Landmark Books

Most of our Landmarks books are reader copies only, and are usually less than the marked price. Collectors: please call or email if you're looking for specific editions or dust jackets!

Landmark Books was a children's book series published by Random House from 1950 to 1970, featuring stories of significant people and events in American history written by popular authors at the time (see: American Landmark Books). The series expanded in 1953 to include world history as a sub-series called World Landmark Books, and a second sub-series of larger-format books illustrated with color artwork or black and white photographs was introduced in the 1960s as Landmark Giants, which would continue releasing new titles beyond the end of the main series until 1974. A number titles from the American and World series have been reissued or republished by others in paperback (see: Landmark Reprints) and a few new titles covering topics like civil rights and terrorism were added from the 1980s to the early 2000s (see: Second Series Landmarks).

Volumes in the initial run of the American, World, and Giant series were numbered, and a list of titles was printed on the inside of each book's dust jacket. The series would grow to include 122 American, 63 World, and 25 Giant volumes by noted authors like C. S. ForesterRobert Penn WarrenPearl S. BuckQuentin ReynoldsMacKinlay KantorShirley JacksonDaniel J. Boorstin, and many others.

A blurb printed on the jacket of later entries in the series by Millicent Taylor, former Education Editor for The Christian Science Monitor, described the Landmark Books as being intended for ages ten to fifteen, uniformly under 200 pages, and illustrated with maps and drawings.

David Spear, writing in the American Historical Association's news magazine, says that the series "lured an entire generation of young readers" to the history discipline, "including many of today's professional historians."

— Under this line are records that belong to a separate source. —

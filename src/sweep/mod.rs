//! Parameter sweeps: enumerate every stimulus combination and write the images to disk.

pub mod config;
pub mod driver;
/// Geometrically spaced samples from `start` to `stop` inclusive.
///
/// Interpolates linearly in log10 space and pins both endpoints to their exact values. `n == 1`
/// yields `[start]`; `n == 0` yields an empty vector.
pub(crate) fn geomspace(start: f64, stop: f64, n: usize) -> Vec<f64> {
    match n {
        0 => return Vec::new(),
        1 => return vec![start],
        _ => {}
    }

    let log_start = start.log10();
    let log_stop = stop.log10();
    let step = (log_stop - log_start) / (n - 1) as f64;

    let mut out: Vec<f64> = (0..n)
        .map(|i| 10f64.powf(log_start + i as f64 * step))
        .collect();
    out[0] = start;
    out[n - 1] = stop;
    out
}

/// Round to the nearest integer, ties to even.
pub(crate) fn round_half_even(x: f64) -> f64 {
    x.round_ties_even()
}

pub(crate) fn mul_div255_u16(x: u16, y: u16) -> u16 {
    (((u32::from(x) * u32::from(y)) + 127) / 255) as u16
}

/// Blend `src` over `dst` with 8-bit coverage `alpha`.
pub(crate) fn lerp_u8(dst: u8, src: u8, alpha: u8) -> u8 {
    let a = u16::from(alpha);
    let inv = 255 - a;
    (mul_div255_u16(u16::from(src), a) + mul_div255_u16(u16::from(dst), inv)).min(255) as u8
}

#[cfg(test)]
#[path = "../../tests/unit/foundation/math.rs"]
mod tests;
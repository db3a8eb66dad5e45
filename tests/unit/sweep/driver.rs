use std::path::PathBuf;

use super::*;
use crate::{
    foundation::core::Rgb8,
    glyph::{render::FontSize, testing::BlockGlyphs},
};

fn small_config(name: &str) -> SweepConfig {
    let out_dir = PathBuf::from("target").join("sweep_driver_unit").join(name);
    let _ = std::fs::remove_dir_all(&out_dir);
    SweepConfig {
        sizes: vec![FontSize::Px26],
        target_colors: vec![Rgb8::new(200, 200, 200)],
        flanker_colors: vec![Rgb8::new(50, 50, 50)],
        letters: vec!['A', 'B'],
        flankers: vec!['H'],
        angles: vec![0.0, 180.0],
        distances: vec![30.0],
        steps: 5,
        out_dir,
        ..SweepConfig::default()
    }
}

fn background() -> RgbImage {
    RgbImage::from_pixel(224, 224, image::Rgb([128, 128, 128]))
}

#[test]
fn writes_every_image_and_class_folders() {
    let cfg = small_config("writes");
    let stats = run_sweep(&cfg, &background(), &BlockGlyphs, &SweepOpts::default()).unwrap();
    assert_eq!(
        stats,
        SweepStats {
            targets: 2,
            images_planned: 4,
            images_written: 4,
        }
    );

    for job in cfg.jobs() {
        let path = cfg.out_dir.join(job.relative_path());
        let img = image::open(&path).unwrap();
        assert_eq!((img.width(), img.height()), (224, 224));
    }

    let a_dir = cfg.out_dir.join("26/rgb(200, 200, 200)/rgb(50, 50, 50)/A");
    for class in 0..2 {
        assert!(a_dir.join(class.to_string()).is_dir());
    }
    assert!(a_dir.join("2/H_180_30_000.jpg").is_file());
}

#[test]
fn dry_run_writes_nothing() {
    let cfg = small_config("dry_run");
    let opts = SweepOpts {
        dry_run: true,
        ..SweepOpts::default()
    };
    let stats = run_sweep(&cfg, &background(), &BlockGlyphs, &opts).unwrap();
    assert_eq!(stats.images_planned, 4);
    assert_eq!(stats.images_written, 0);
    assert!(!cfg.out_dir.exists());
}

#[test]
fn single_thread_matches_parallel_output() {
    let par = small_config("parallel");
    let seq = small_config("sequential");
    run_sweep(&par, &background(), &BlockGlyphs, &SweepOpts::default()).unwrap();
    let opts = SweepOpts {
        threads: Some(1),
        ..SweepOpts::default()
    };
    run_sweep(&seq, &background(), &BlockGlyphs, &opts).unwrap();

    for job in par.jobs() {
        let a = std::fs::read(par.out_dir.join(job.relative_path())).unwrap();
        let b = std::fs::read(seq.out_dir.join(job.relative_path())).unwrap();
        assert_eq!(a, b);
    }
}

#[test]
fn zero_threads_rejected() {
    let cfg = small_config("zero_threads");
    let opts = SweepOpts {
        threads: Some(0),
        ..SweepOpts::default()
    };
    let err = run_sweep(&cfg, &background(), &BlockGlyphs, &opts).unwrap_err();
    assert!(err.is_configuration());
}

#[test]
fn failing_image_aborts_sweep() {
    let mut cfg = small_config("failing");
    cfg.flankers = vec!['h'];
    let err = run_sweep(&cfg, &background(), &BlockGlyphs, &SweepOpts::default()).unwrap_err();
    assert!(matches!(err, SquishError::Font(_)));
}

#[test]
fn invalid_background_rejected() {
    let cfg = small_config("bad_background");
    let err = run_sweep(
        &cfg,
        &RgbImage::new(10, 10),
        &BlockGlyphs,
        &SweepOpts::default(),
    )
    .unwrap_err();
    assert!(matches!(err, SquishError::InvalidDimensions { .. }));
}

"The Landmark Books are a series of non-fiction books published by Random House in the fifties and early sixties. Simply put, the Landmark series is the best collection of children's histories ever written. As a jacket blurb on an old edition stated, the reasons [for the series' popularity] are obvious: good writers and important and appealing subjects from America's past.

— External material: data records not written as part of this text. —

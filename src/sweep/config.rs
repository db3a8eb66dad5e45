use std::{
    collections::BTreeMap,
    fs::File,
    io::BufReader,
    path::{Path, PathBuf},
};

use anyhow::Context as _;
use serde::{Deserialize, Serialize};

use crate::{
    degrade::{composite::DegradeOpts, plan::DegradationPlan, resample::ResampleFilter},
    encode::jpeg::{DEFAULT_JPEG_QUALITY, validate_quality},
    foundation::{
        core::{Rgb8, STIMULUS_DIM},
        error::{SquishError, SquishResult},
    },
    geometry::resolve::PolarOffset,
    glyph::render::{FontSize, GlyphSpec},
    stimulus::pipeline::{Arrangement, StimulusSpec},
};

/// Immutable description of a full stimulus sweep.
///
/// Every field has a default reproducing the reference crowding experiment, so a config file only
/// needs the fields it changes.
#[derive(Clone, Debug, PartialEq, Serialize, Deserialize)]
#[serde(default, deny_unknown_fields)]
pub struct SweepConfig {
    pub sizes: Vec<FontSize>,
    pub target_colors: Vec<Rgb8>,
    pub flanker_colors: Vec<Rgb8>,
    /// Target letters; each needs an entry in `class_index`.
    pub letters: Vec<char>,
    pub flankers: Vec<char>,
    /// Flanker angles in degrees.
    pub angles: Vec<f64>,
    /// The second flanker of a pair uses `angles` rotated right by this many positions.
    pub pair_shift: usize,
    /// Target-to-flanker center distances in pixels.
    pub distances: Vec<f64>,
    pub flanker_count: u8,
    pub steps: usize,
    pub images_per_set: u32,
    pub class_index: BTreeMap<char, u32>,
    pub filter: ResampleFilter,
    pub jpeg_quality: u8,
    pub background: PathBuf,
    pub font: PathBuf,
    pub out_dir: PathBuf,
}

impl Default for SweepConfig {
    fn default() -> Self {
        let grey_light = Rgb8::new(200, 200, 200);
        let grey_dark = Rgb8::new(50, 50, 50);
        let letters = vec!['A', 'B', 'C', 'E', 'G', 'M', 'Y', 'Q'];
        let class_index = letters.iter().copied().zip(2u32..).collect();

        Self {
            sizes: FontSize::ALL.to_vec(),
            target_colors: vec![grey_light, grey_dark],
            flanker_colors: vec![grey_light, grey_dark],
            letters,
            flankers: vec!['A', 'B', 'C', 'E', 'G', 'H', 'M', 'Q', 'S', 'Y'],
            angles: (0..360).step_by(18).map(f64::from).collect(),
            pair_shift: 10,
            distances: (25..=45).step_by(2).map(f64::from).collect(),
            flanker_count: 1,
            steps: 20,
            images_per_set: 1,
            class_index,
            filter: ResampleFilter::Nearest,
            jpeg_quality: DEFAULT_JPEG_QUALITY,
            background: PathBuf::from("data/grey_bg/greybg.jpg"),
            font: PathBuf::from("arialbd.ttf"),
            out_dir: PathBuf::from("directory"),
        }
    }
}

/// One target drawing shared by every flanker arrangement under it.
#[derive(Clone, Copy, Debug, PartialEq)]
pub struct TargetJob {
    pub size: FontSize,
    pub target_color: Rgb8,
    pub flanker_color: Rgb8,
    pub letter: char,
    pub class: u32,
}

/// One output image.
#[derive(Clone, Copy, Debug, PartialEq)]
pub struct StimulusJob {
    pub target: TargetJob,
    pub spec: StimulusSpec,
    pub angle: f64,
    pub distance: f64,
    pub image_index: u32,
}

impl StimulusJob {
    /// `<size>/<target color>/<flanker color>/<letter>/<class>/<flanker>_<angle>_<distance>_<iii>.jpg`
    pub fn relative_path(&self) -> PathBuf {
        self.target.dir().join(self.target.class.to_string()).join(format!(
            "{}_{}_{}_{:03}.jpg",
            self.spec.flanker, self.angle, self.distance, self.image_index
        ))
    }
}

impl TargetJob {
    /// Directory (relative to the sweep root) holding this target's class folders.
    pub fn dir(&self) -> PathBuf {
        PathBuf::from(self.size.to_string())
            .join(self.target_color.to_string())
            .join(self.flanker_color.to_string())
            .join(self.letter.to_string())
    }

    pub fn glyph(&self) -> GlyphSpec {
        GlyphSpec {
            ch: self.letter,
            size: self.size,
            color: self.target_color,
        }
    }
}

impl SweepConfig {
    pub fn from_json_str(json: &str) -> SquishResult<Self> {
        let cfg: Self = serde_json::from_str(json)
            .map_err(|e| SquishError::configuration(format!("parse sweep config: {e}")))?;
        cfg.validate()?;
        Ok(cfg)
    }

    pub fn from_path(path: &Path) -> SquishResult<Self> {
        let f =
            File::open(path).with_context(|| format!("open sweep config '{}'", path.display()))?;
        let cfg: Self = serde_json::from_reader(BufReader::new(f)).map_err(|e| {
            SquishError::configuration(format!("parse sweep config '{}': {e}", path.display()))
        })?;
        cfg.validate()?;
        Ok(cfg)
    }

    pub fn validate(&self) -> SquishResult<()> {
        fn non_empty<T>(name: &str, v: &[T]) -> SquishResult<()> {
            if v.is_empty() {
                return Err(SquishError::configuration(format!(
                    "sweep '{name}' must not be empty"
                )));
            }
            Ok(())
        }

        non_empty("sizes", &self.sizes)?;
        non_empty("target_colors", &self.target_colors)?;
        non_empty("flanker_colors", &self.flanker_colors)?;
        non_empty("letters", &self.letters)?;
        non_empty("flankers", &self.flankers)?;
        non_empty("angles", &self.angles)?;
        non_empty("distances", &self.distances)?;

        if !matches!(self.flanker_count, 1 | 2) {
            return Err(SquishError::configuration(format!(
                "flanker_count must be 1 or 2, got {}",
                self.flanker_count
            )));
        }
        if self.images_per_set == 0 {
            return Err(SquishError::configuration("images_per_set must be >= 1"));
        }
        DegradationPlan::new(self.steps, STIMULUS_DIM)?;
        validate_quality(self.jpeg_quality)?;

        if let Some(missing) = self
            .letters
            .iter()
            .find(|l| !self.class_index.contains_key(l))
        {
            return Err(SquishError::configuration(format!(
                "letter '{missing}' has no class index"
            )));
        }
        for &angle in &self.angles {
            for &distance in &self.distances {
                PolarOffset::new(angle, distance)?;
            }
        }
        Ok(())
    }

    pub fn degrade_opts(&self) -> DegradeOpts {
        DegradeOpts {
            steps: self.steps,
            filter: self.filter,
        }
    }

    /// Angle of the second flanker for angle slot `p`.
    pub fn paired_angle(&self, p: usize) -> f64 {
        let n = self.angles.len();
        let shift = self.pair_shift % n;
        self.angles[(p + n - shift) % n]
    }

    pub fn arrangement(&self, p: usize) -> Arrangement {
        match self.flanker_count {
            2 => Arrangement::Pair(self.angles[p], self.paired_angle(p)),
            _ => Arrangement::Single(self.angles[p]),
        }
    }

    /// Targets in sweep order: size, target color, flanker color, letter.
    pub fn targets(&self) -> Vec<TargetJob> {
        let mut out = Vec::new();
        for &size in &self.sizes {
            for &target_color in &self.target_colors {
                for &flanker_color in &self.flanker_colors {
                    for &letter in &self.letters {
                        out.push(TargetJob {
                            size,
                            target_color,
                            flanker_color,
                            letter,
                            class: self.class_index.get(&letter).copied().unwrap_or_default(),
                        });
                    }
                }
            }
        }
        out
    }

    /// Images under one target in sweep order: flanker, angle slot, distance, image index.
    pub fn jobs_for(&self, target: &TargetJob) -> Vec<StimulusJob> {
        let mut out = Vec::with_capacity(self.images_per_target());
        for &flanker in &self.flankers {
            for p in 0..self.angles.len() {
                for &distance in &self.distances {
                    for image_index in 0..self.images_per_set {
                        out.push(StimulusJob {
                            target: *target,
                            spec: StimulusSpec {
                                letter: target.letter,
                                flanker,
                                size: target.size,
                                target_color: target.target_color,
                                flanker_color: target.flanker_color,
                                arrangement: self.arrangement(p),
                                radius: distance,
                                degrade: self.degrade_opts(),
                            },
                            angle: self.angles[p],
                            distance,
                            image_index,
                        });
                    }
                }
            }
        }
        out
    }

    pub fn jobs(&self) -> Vec<StimulusJob> {
        self.targets()
            .iter()
            .flat_map(|t| self.jobs_for(t))
            .collect()
    }

    pub fn images_per_target(&self) -> usize {
        self.flankers.len()
            * self.angles.len()
            * self.distances.len()
            * self.images_per_set as usize
    }

    pub fn total_images(&self) -> usize {
        self.sizes.len()
            * self.target_colors.len()
            * self.flanker_colors.len()
            * self.letters.len()
            * self.images_per_target()
    }
}

#[cfg(test)]
#[path = "../../tests/unit/sweep/config.rs"]
mod tests;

There are three main divisions in the Landmark books: 

  • Books covering American history, usually just called Landmarks.
    There are 122 of these, originally published in matching cloth covers with dust jackets until number 103, at which point the series switched to pictorial covers and no dust jackets. The Seabees of World War II is the only book that originally came with both a pictorial cover and a dust jacket. Some of the earlier books in the series were later reprinted with pictorial covers.
  • Books covering world history, called World Landmarks.
    There are 63 of these. The first 52 have cloth covers and dust jackets. 53-63 only came in pictorial covers.
  • Larger books covering wider swaths of history, groups of people, and specific cities/regions, called Landmark Giants.
    There are 25 of these. Some of them are numbered, but not all are, so it's hard to tell the "order." Also, these are not consistently labeled as "Landmark Giants."